Dive Brief:
- The Villas Del Sol property in Austin, Texas, has moved to special servicing and enhanced U.S. Immigration and Customs Enforcement could be to blame, according to a May 4 report that Morningstar Credit shared with Multifamily Dive.
- The 294-unit property fell delinquent on its Freddie Mac loan despite its 2023 cash flow exceeding the underwritten level and 2024 falling just short. “However, servicer commentary alludes to decreasing local employment and ICE operations in the area as the proximate cause of a sharp drop in occupancy down to 75% as of September 2025,” according to Morningstar.

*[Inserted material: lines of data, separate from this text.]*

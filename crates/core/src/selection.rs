//! In-progress license selection and its conversion to an order

use serde::Serialize;

use crate::error::ValidationError;
use crate::model::{CreateOrderRequest, License, OrderItem, PurchaseLicenseRequest, PurchaseLine};
use crate::proration::{round_cents, LineCharge, ProrationContext};

/// One row of the purchase form: a license (once chosen), its price at the
/// time it was chosen, and a quantity.
#[derive(Debug, Clone, PartialEq, Serialize)]
pub struct LicenseSelectionRow {
    pub license_id: Option<String>,
    pub license_name: Option<String>,
    pub price_per_month: f64,
    pub quantity: u32,
}

impl Default for LicenseSelectionRow {
    fn default() -> Self {
        Self {
            license_id: None,
            license_name: None,
            price_per_month: 0.0,
            quantity: 1,
        }
    }
}

impl LicenseSelectionRow {
    pub fn for_license(license: &License, quantity: u32) -> Self {
        Self {
            license_id: Some(license.id.clone()),
            license_name: Some(license.name.clone()),
            price_per_month: license.price_per_month(),
            quantity,
        }
    }

    /// Rows that will become order items.
    fn is_billable(&self) -> bool {
        self.license_id.is_some() && self.price_per_month > 0.0
    }
}

/// The rows of a purchase, at most one per license.
#[derive(Debug, Clone, Default, Serialize)]
pub struct Selection {
    rows: Vec<LicenseSelectionRow>,
}

impl Selection {
    pub fn new() -> Self {
        Self::default()
    }

    pub fn rows(&self) -> &[LicenseSelectionRow] {
        &self.rows
    }

    pub fn is_empty(&self) -> bool {
        self.rows.is_empty()
    }

    /// Appends an empty row.
    pub fn add_row(&mut self) -> usize {
        self.rows.push(LicenseSelectionRow::default());
        self.rows.len() - 1
    }

    pub fn remove_row(&mut self, index: usize) -> Option<LicenseSelectionRow> {
        (index < self.rows.len()).then(|| self.rows.remove(index))
    }

    /// Points row `index` at `license`, snapshotting its price.
    pub fn select(&mut self, index: usize, license: &License) -> Result<(), ValidationError> {
        let taken = self
            .rows
            .iter()
            .enumerate()
            .any(|(i, r)| i != index && r.license_id.as_deref() == Some(license.id.as_str()));
        if taken {
            return Err(ValidationError::DuplicateLicense {
                license_id: license.id.clone(),
            });
        }
        if let Some(row) = self.rows.get_mut(index) {
            row.license_id = Some(license.id.clone());
            row.license_name = Some(license.name.clone());
            row.price_per_month = license.price_per_month();
        }
        Ok(())
    }

    pub fn set_quantity(&mut self, index: usize, quantity: u32) {
        if let Some(row) = self.rows.get_mut(index) {
            row.quantity = quantity;
        }
    }

    /// Adds a row already pointed at `license`.
    pub fn push(&mut self, license: &License, quantity: u32) -> Result<usize, ValidationError> {
        let index = self.add_row();
        if let Err(e) = self.select(index, license) {
            self.rows.pop();
            return Err(e);
        }
        self.set_quantity(index, quantity);
        Ok(index)
    }

    /// Licenses still selectable for row `index`: everything not chosen by
    /// another row.
    pub fn available<'a>(&self, index: usize, licenses: &'a [License]) -> Vec<&'a License> {
        licenses
            .iter()
            .filter(|l| {
                !self
                    .rows
                    .iter()
                    .enumerate()
                    .any(|(i, r)| i != index && r.license_id.as_deref() == Some(l.id.as_str()))
            })
            .collect()
    }

    /// True once every known license has a row.
    pub fn all_licenses_used(&self, licenses: &[License]) -> bool {
        !licenses.is_empty() && self.available(usize::MAX, licenses).is_empty()
    }

    /// Checks the selection can be submitted.
    pub fn validate(&self) -> Result<(), ValidationError> {
        if !self.rows.iter().any(LicenseSelectionRow::is_billable) {
            return Err(ValidationError::NothingSelected);
        }
        for (row, r) in self.rows.iter().enumerate() {
            if r.license_id.is_none() {
                return Err(ValidationError::RowWithoutLicense { row });
            }
            if r.quantity == 0 {
                return Err(ValidationError::ZeroQuantity { row });
            }
            if r.price_per_month < 0.0 || !r.price_per_month.is_finite() {
                return Err(ValidationError::NegativePrice { row });
            }
        }
        Ok(())
    }

    /// Prices every row under one snapshot.
    pub fn quote(&self, ctx: &ProrationContext) -> Quote {
        let lines: Vec<QuotedLine> = self
            .rows
            .iter()
            .map(|row| QuotedLine {
                row: row.clone(),
                charge: ctx.charge(row.price_per_month, row.quantity),
            })
            .collect();
        let total = lines.iter().map(|l| l.charge.total).sum();
        Quote {
            context: *ctx,
            lines,
            total,
        }
    }

    /// Body for the legacy `/licenses/purchase` endpoint.
    pub fn to_purchase_request(&self, months: u32) -> PurchaseLicenseRequest {
        PurchaseLicenseRequest {
            licenses: self
                .rows
                .iter()
                .filter(|r| r.is_billable())
                .map(|r| PurchaseLine {
                    price_per_month: r.price_per_month,
                    months,
                })
                .collect(),
        }
    }
}

#[derive(Debug, Clone, PartialEq, Serialize)]
pub struct QuotedLine {
    pub row: LicenseSelectionRow,
    pub charge: LineCharge,
}

/// A priced selection. `total` is the sum of the line totals and is never
/// recomputed from anything else.
#[derive(Debug, Clone, PartialEq, Serialize)]
pub struct Quote {
    pub context: ProrationContext,
    pub lines: Vec<QuotedLine>,
    pub total: f64,
}

impl Quote {
    pub fn billable_lines(&self) -> impl Iterator<Item = &QuotedLine> {
        self.lines.iter().filter(|l| l.row.is_billable())
    }

    /// Body for `POST /orders/`. Amounts are rounded to cents here and only
    /// here.
    pub fn to_order_request(&self) -> CreateOrderRequest {
        let order_items = self
            .billable_lines()
            .filter_map(|l| {
                let license_id = l.row.license_id.clone()?;
                Some(OrderItem {
                    license_id,
                    quantity: l.row.quantity,
                    amount_per_unit: round_cents(l.charge.amount_per_unit),
                })
            })
            .collect();
        CreateOrderRequest {
            total_amount: round_cents(self.total),
            order_items,
        }
    }
}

- Over the past months, the “loss of pricing power in immigrant-heavy locations” has been “stunning,” according to LeaseLock Chief Economist Greg Willett. Citing RealPage data, Willett said the March annual rent change for move-in leases in class C product was -9% year over year in Colorado and Arizona and -7.5% in Texas. In Austin, the drop was even more severe at -14%.
Dive Insight:
Austin Capital Advisors acquired the north Austin property in 2016 and sold it to Rap Villas Del Sol LLC in 2018, according to Travis County, Texas, property records and a press release. The property is currently managed by ACA Property Management, which didn’t reply to a request for comment. The asset was appraised for $35.6 million in 2026.
For months now, apartment observers have been speculating that increased ICE enforcement could be the “straw that breaks the camel’s back” for troubled properties, as Chris Nebenzahl, vice president of rental research at Irvine, California-based John Burns, put it.
“Where you’ve got occupancy at 85%, economic occupancy at 78% and the loan is coming due, I think the lenders are going to say, ‘Yeah, the jig is up. Either sell and get what you can or we’ll take the keys back,’” Nebenzahl told Multifamily Dive earlier this year.
“The challenge is not just that there's been a decline in occupancy and, in turn, rent,” Willett said in emailed comments. “There's also the problem of few prospects to re-fill a unit when it goes vacant. These massive revenue drops clearly are going to lead to financials that don't come close to what's needed to service property debt obligations for some communities.”
And, Willett said there’s no short-term fix to the problem. “If the renter audience that the property typically serves is just not there anymore, pricing adjustments or operational repositioning can't fill that void,” he said.
Tax abatement issues are also becoming a bigger issue for Texas properties. The 191-unit Villas of Ocean Drive in Corpus Christi, Texas, is the newest in a growing number of properties facing issues because its sponsor was not able to secure a tax exemption. The borrower was required to pay down the Freddie Mac loan by $8.5 million plus a prepayment penalty, but it has "not cooperated," according to a May 1 Morningstar report.
Last July, the Nueces County Appraisal District denied tax exemption requests for apartment complexes, including the Villas of Ocean Drive, in the Corpus Christi Housing Authority's workforce housing program, according to KRIS TV.
Other apartments have recently gone into servicing after losing tax exemptions.
The Texas SH Portfolio, comprising two buildings in Waco and Denton and 318 units, entered special servicing after it was unable to secure a tax exemption, according to an April 24 report that Morningstar Credit shared with Multifamily Dive.
At Waterford Grove Apartments, the borrower was unable to secure the tax exemption required under the loan agreement. Now it must make a principal paydown to meet the required 1.25x DSCR and 8.5% debt yield thresholds, which it is refusing to do, according to a March 20 Morningstar report.
In Richardson, Texas, The Riley was also transferred to special servicing, according to a March 2 Morningstar report. The 262-unit property was completed in 2016, according to S&P Global. Though the servicer provided no details, prior commentary noted that a cash trap has been sprung for several reasons, including a tax exemption, according to Morningstar.
The Riley participated in the Garland Housing Finance Corporation program, which allowed the property to be exempt from real estate taxes if it met certain conditions and required mandatory prepayments if it failed to qualify or lost that exemption, according to Morningstar.